* _YOUR OBJECTIVE_: In the listing that follows, tally the lines containing "Layout"; give the count and nothing more.

* _RECORDS SUPPLIED_:
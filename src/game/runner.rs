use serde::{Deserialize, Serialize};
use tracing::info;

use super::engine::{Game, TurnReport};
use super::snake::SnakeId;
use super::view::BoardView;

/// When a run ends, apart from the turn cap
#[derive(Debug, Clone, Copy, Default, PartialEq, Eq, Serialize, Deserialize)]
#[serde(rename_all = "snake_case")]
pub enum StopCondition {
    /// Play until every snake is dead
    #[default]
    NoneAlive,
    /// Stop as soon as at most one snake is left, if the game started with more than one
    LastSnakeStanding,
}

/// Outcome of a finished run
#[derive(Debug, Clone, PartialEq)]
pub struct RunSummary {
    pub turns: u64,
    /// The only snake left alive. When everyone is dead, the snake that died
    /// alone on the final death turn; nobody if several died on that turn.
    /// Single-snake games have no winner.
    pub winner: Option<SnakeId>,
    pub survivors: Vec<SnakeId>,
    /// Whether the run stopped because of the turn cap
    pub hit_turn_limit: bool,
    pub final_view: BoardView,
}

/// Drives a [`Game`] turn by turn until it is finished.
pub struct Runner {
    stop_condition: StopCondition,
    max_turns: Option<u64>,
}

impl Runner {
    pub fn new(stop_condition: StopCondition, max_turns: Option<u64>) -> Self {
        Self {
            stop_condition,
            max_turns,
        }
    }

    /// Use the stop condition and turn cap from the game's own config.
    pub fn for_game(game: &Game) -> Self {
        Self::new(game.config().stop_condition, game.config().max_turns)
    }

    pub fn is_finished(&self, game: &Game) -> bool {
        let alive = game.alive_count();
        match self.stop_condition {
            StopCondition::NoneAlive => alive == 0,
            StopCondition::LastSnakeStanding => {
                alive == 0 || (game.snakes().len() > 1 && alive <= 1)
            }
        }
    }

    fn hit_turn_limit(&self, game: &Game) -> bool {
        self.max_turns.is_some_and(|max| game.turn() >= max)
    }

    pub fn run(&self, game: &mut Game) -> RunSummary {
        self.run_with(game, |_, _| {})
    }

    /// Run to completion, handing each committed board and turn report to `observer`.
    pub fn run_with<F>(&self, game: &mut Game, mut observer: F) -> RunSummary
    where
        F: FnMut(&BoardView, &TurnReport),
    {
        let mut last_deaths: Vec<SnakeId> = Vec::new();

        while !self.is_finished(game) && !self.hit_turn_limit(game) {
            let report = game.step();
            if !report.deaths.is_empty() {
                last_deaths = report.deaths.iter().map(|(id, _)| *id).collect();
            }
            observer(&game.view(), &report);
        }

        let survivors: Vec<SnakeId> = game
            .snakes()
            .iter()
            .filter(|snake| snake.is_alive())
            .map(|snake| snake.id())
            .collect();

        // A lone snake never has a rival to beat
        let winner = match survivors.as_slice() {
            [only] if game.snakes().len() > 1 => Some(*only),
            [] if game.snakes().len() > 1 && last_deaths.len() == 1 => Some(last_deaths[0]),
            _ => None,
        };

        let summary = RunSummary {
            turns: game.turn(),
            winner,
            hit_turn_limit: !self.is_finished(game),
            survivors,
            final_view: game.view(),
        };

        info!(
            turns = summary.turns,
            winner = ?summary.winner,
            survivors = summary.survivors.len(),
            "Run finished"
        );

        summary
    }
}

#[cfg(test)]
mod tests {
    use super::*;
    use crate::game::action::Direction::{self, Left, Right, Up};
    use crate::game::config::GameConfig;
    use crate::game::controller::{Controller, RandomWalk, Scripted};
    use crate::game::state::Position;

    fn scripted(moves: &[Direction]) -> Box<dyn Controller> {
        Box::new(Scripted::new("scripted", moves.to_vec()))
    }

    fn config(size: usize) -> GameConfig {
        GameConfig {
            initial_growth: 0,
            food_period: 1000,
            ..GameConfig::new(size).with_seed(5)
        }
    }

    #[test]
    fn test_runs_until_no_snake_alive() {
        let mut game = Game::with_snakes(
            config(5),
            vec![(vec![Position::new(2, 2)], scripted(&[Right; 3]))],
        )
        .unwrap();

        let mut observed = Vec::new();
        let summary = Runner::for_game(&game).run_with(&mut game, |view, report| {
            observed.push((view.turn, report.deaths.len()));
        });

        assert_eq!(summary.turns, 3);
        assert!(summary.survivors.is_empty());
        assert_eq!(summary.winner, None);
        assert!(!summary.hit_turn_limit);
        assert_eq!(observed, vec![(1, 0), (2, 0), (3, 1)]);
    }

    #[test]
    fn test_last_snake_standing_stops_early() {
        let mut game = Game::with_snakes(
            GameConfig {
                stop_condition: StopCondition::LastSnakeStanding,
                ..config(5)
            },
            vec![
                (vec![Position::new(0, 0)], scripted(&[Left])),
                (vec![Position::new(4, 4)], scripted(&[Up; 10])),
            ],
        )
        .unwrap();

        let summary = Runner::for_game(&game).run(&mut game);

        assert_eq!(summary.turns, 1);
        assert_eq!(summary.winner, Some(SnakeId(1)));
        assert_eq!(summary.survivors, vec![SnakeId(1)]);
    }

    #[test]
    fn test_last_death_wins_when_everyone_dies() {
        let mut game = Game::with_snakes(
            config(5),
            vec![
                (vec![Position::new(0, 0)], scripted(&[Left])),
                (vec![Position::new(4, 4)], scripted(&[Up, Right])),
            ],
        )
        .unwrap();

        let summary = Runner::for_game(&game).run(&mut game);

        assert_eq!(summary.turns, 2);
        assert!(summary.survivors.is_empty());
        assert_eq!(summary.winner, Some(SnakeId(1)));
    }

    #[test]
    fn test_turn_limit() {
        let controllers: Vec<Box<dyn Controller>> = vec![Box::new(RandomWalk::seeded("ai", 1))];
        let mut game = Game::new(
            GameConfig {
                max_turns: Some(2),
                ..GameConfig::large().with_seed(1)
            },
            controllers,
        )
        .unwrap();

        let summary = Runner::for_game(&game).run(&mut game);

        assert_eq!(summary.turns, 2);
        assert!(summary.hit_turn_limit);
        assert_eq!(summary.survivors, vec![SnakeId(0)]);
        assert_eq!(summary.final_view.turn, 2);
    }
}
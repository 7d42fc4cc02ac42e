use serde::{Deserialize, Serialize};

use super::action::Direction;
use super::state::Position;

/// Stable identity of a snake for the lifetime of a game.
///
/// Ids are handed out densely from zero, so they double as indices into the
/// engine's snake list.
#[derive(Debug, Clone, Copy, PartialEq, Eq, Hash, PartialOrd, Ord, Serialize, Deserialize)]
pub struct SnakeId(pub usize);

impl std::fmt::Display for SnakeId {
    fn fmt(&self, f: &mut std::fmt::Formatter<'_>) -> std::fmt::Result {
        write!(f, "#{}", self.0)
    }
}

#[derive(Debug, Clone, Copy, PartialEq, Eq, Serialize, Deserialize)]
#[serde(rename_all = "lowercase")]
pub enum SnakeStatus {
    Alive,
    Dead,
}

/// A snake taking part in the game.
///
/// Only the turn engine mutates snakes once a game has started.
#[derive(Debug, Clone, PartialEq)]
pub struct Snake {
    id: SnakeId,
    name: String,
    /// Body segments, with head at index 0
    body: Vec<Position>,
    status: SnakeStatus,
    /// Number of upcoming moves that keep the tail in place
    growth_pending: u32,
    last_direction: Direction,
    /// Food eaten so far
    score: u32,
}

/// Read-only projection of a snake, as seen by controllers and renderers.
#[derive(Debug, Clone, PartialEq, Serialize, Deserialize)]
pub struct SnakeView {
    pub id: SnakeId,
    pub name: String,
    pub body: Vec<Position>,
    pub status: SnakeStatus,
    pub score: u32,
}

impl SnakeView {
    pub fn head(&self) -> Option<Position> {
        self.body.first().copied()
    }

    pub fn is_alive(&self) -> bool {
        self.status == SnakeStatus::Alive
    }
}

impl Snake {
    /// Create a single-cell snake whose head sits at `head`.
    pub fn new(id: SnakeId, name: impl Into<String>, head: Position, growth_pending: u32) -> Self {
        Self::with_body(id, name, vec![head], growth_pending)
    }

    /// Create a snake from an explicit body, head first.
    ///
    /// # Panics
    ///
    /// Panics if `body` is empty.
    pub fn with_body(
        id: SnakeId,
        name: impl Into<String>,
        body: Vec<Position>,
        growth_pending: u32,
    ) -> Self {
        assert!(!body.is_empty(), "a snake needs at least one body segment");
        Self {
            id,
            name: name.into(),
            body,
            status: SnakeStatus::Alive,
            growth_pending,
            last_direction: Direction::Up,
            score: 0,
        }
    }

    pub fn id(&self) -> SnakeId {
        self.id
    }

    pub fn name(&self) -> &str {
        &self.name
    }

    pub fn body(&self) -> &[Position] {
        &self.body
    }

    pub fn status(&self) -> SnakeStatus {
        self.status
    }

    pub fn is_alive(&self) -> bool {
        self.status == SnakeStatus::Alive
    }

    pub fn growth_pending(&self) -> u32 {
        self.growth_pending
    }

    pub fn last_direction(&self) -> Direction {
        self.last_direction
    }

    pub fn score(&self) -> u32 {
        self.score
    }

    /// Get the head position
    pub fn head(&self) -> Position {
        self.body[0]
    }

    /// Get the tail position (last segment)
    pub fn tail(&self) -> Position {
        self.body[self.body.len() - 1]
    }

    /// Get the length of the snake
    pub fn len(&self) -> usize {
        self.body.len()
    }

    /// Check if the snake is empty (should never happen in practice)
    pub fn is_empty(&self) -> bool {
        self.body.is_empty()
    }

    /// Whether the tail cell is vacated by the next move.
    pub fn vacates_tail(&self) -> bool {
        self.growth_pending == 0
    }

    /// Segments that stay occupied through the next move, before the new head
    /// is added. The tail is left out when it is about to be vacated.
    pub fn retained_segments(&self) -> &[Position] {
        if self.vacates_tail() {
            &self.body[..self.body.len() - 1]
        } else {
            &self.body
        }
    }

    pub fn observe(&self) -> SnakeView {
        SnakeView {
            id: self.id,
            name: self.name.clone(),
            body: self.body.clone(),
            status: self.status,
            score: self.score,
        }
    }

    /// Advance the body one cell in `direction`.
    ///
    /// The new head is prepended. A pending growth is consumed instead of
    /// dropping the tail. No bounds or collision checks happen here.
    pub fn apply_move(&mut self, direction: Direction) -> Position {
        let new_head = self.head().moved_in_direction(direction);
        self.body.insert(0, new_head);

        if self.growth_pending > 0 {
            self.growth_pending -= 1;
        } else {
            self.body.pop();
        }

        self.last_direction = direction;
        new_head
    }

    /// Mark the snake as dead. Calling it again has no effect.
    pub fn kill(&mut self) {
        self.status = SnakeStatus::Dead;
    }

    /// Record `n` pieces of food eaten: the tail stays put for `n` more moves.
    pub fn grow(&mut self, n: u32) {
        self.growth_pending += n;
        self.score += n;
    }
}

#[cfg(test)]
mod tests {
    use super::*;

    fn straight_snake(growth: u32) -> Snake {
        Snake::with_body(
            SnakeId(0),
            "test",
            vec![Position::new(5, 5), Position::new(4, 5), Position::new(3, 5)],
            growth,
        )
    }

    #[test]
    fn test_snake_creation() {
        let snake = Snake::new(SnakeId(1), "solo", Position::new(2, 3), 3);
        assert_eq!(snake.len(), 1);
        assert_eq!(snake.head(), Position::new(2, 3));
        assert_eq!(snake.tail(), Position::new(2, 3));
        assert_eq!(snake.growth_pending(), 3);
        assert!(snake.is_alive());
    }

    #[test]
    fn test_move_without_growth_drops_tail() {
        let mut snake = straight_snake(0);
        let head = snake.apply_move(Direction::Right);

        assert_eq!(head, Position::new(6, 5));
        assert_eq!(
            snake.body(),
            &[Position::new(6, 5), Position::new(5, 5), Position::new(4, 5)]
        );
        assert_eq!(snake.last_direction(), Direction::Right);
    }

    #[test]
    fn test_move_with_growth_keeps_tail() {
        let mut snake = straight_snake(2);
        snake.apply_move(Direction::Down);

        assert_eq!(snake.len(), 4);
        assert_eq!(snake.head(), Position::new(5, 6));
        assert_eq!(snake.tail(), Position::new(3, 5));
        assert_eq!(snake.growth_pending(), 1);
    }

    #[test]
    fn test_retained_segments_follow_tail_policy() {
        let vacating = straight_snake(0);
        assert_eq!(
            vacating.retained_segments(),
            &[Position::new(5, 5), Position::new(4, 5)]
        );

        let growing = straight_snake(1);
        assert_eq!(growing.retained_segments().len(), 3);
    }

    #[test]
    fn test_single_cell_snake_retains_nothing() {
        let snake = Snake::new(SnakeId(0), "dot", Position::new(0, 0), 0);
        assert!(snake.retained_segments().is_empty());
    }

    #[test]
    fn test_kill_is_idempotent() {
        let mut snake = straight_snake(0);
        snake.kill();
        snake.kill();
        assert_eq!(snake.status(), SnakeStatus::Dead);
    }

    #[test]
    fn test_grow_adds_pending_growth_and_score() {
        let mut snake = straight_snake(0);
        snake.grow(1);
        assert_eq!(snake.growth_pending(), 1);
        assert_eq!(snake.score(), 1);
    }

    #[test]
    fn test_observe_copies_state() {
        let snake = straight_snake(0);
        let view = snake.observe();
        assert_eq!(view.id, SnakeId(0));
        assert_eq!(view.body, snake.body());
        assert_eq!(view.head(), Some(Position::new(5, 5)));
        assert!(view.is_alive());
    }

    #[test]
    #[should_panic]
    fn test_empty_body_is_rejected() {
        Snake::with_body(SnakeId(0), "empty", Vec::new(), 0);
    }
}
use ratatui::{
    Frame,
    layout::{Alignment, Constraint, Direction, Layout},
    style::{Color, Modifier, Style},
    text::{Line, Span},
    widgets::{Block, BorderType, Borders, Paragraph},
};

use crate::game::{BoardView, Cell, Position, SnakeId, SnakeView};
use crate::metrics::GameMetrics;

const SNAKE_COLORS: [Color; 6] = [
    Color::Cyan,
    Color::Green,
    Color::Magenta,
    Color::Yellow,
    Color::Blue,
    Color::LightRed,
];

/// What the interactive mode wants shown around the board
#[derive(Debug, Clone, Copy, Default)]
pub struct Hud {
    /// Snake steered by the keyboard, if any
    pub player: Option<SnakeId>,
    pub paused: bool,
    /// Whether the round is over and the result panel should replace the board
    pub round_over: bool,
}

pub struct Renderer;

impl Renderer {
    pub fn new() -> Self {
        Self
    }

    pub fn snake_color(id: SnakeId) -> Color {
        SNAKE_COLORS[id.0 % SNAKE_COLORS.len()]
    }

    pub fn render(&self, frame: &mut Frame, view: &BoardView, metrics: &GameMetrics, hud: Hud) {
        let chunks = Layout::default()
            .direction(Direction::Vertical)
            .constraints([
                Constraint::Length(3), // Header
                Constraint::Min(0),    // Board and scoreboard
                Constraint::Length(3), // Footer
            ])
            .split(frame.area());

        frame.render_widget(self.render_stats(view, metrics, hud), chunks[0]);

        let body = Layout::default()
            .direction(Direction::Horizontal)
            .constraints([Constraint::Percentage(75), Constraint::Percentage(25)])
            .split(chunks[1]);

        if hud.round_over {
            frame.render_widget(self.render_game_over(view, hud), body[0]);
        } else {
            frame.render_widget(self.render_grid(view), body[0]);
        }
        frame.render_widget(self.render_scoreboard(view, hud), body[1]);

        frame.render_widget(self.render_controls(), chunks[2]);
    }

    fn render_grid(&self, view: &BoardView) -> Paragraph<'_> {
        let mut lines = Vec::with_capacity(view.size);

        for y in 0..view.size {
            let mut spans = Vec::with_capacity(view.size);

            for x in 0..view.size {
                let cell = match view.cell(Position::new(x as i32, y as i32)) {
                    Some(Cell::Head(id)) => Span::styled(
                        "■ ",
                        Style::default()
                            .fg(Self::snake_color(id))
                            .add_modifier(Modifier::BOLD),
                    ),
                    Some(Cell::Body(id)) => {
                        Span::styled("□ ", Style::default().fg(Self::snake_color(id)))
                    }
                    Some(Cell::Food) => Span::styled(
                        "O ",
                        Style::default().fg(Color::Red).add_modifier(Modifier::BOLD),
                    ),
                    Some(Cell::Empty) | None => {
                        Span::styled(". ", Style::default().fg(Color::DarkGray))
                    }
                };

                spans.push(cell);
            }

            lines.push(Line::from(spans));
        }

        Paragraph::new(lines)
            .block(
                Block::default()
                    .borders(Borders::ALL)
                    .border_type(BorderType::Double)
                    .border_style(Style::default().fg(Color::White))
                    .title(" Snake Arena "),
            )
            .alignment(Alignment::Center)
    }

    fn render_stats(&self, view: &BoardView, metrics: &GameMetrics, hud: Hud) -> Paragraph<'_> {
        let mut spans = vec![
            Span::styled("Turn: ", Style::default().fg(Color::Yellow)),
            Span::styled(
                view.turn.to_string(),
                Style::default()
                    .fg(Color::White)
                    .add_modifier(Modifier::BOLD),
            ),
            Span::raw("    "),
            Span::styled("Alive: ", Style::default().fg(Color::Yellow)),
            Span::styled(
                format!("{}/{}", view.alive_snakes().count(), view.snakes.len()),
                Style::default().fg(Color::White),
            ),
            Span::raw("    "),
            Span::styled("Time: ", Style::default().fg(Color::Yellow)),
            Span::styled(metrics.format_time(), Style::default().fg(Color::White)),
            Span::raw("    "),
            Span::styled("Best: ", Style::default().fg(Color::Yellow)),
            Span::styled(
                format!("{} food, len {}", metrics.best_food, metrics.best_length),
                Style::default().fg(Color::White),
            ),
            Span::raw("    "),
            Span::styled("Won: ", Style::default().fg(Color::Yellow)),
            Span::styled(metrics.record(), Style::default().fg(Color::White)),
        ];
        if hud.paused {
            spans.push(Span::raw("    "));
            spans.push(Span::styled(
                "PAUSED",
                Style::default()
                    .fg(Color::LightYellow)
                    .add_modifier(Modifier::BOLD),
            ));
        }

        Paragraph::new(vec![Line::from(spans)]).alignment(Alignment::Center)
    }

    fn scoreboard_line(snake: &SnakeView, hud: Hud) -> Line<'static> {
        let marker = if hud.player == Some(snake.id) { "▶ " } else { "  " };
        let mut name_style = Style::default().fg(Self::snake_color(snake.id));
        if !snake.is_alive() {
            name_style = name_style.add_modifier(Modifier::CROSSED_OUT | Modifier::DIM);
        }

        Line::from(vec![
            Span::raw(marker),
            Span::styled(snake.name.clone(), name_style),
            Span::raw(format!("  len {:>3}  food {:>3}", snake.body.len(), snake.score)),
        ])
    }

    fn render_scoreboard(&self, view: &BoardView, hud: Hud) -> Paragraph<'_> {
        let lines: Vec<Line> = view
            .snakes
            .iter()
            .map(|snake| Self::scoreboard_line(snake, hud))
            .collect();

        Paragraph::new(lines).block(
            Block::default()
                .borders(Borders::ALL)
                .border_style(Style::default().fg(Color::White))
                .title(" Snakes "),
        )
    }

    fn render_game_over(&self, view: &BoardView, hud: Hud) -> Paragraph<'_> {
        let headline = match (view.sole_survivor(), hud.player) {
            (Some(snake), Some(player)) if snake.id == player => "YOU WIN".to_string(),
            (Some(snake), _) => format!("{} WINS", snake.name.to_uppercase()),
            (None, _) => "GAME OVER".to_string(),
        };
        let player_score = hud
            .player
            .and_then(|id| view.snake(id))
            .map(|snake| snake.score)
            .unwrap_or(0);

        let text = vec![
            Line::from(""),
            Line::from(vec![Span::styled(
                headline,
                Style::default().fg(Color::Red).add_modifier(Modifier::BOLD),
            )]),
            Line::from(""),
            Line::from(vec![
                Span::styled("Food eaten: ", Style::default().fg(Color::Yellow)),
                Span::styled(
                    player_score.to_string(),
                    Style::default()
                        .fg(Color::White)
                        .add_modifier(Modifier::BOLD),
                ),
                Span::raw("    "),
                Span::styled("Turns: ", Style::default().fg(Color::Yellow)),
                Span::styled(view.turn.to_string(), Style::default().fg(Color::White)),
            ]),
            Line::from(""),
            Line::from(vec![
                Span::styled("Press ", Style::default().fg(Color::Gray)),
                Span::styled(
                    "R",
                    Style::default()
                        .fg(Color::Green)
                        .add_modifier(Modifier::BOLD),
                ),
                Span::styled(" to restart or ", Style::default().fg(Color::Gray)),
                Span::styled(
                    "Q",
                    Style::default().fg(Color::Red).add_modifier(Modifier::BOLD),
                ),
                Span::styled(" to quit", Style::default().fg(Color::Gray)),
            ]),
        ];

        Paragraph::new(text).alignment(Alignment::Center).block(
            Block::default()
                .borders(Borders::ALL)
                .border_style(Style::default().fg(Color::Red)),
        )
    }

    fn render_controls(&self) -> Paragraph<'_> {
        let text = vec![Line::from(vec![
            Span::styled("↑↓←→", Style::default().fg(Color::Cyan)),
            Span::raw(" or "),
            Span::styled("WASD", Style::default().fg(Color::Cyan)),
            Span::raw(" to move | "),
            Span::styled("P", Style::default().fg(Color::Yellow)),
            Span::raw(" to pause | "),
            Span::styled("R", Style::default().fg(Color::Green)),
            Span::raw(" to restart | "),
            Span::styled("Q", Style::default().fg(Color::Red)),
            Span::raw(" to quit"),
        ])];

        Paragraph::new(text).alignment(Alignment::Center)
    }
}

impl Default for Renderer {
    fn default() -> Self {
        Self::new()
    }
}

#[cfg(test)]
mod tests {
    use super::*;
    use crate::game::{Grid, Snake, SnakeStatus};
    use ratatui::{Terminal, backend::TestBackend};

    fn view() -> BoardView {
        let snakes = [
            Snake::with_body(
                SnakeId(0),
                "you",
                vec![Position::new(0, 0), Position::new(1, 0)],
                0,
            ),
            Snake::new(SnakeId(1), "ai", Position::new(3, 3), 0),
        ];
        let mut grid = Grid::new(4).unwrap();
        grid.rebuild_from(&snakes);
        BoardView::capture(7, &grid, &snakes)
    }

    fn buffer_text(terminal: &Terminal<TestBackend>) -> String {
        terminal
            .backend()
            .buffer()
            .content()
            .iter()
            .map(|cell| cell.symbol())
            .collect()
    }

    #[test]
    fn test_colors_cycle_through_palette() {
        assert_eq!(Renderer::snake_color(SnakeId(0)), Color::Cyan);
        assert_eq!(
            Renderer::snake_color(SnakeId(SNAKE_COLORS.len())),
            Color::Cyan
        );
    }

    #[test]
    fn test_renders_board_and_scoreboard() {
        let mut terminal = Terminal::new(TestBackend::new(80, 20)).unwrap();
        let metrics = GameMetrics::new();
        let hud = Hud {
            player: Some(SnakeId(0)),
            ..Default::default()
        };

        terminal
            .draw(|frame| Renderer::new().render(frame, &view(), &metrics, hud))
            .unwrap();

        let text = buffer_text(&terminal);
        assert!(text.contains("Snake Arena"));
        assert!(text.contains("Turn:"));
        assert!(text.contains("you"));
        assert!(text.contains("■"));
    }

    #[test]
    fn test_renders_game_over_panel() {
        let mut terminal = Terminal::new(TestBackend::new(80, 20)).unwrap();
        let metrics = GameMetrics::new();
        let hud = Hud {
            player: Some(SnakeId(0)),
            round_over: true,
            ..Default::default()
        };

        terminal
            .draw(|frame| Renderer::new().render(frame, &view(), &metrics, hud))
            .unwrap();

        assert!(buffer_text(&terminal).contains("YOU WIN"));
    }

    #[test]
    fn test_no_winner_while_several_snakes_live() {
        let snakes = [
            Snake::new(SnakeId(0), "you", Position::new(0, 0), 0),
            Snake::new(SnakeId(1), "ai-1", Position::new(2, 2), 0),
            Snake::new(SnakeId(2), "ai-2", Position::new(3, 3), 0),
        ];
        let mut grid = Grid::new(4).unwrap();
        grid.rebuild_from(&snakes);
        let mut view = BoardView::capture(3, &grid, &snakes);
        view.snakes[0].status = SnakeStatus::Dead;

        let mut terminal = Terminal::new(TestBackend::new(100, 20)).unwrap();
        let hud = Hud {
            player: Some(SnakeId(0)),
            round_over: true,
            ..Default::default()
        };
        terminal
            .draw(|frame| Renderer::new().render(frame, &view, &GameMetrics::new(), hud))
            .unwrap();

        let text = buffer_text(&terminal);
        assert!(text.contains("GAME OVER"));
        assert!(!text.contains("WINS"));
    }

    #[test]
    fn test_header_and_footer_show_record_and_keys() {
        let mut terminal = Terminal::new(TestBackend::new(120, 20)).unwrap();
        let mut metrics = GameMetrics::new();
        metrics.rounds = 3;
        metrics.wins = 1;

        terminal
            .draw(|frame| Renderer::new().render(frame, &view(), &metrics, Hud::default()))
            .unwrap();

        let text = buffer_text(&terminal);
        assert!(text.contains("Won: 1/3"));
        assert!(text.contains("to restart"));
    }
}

* _SOLUTION FOR THIS TASK_: 3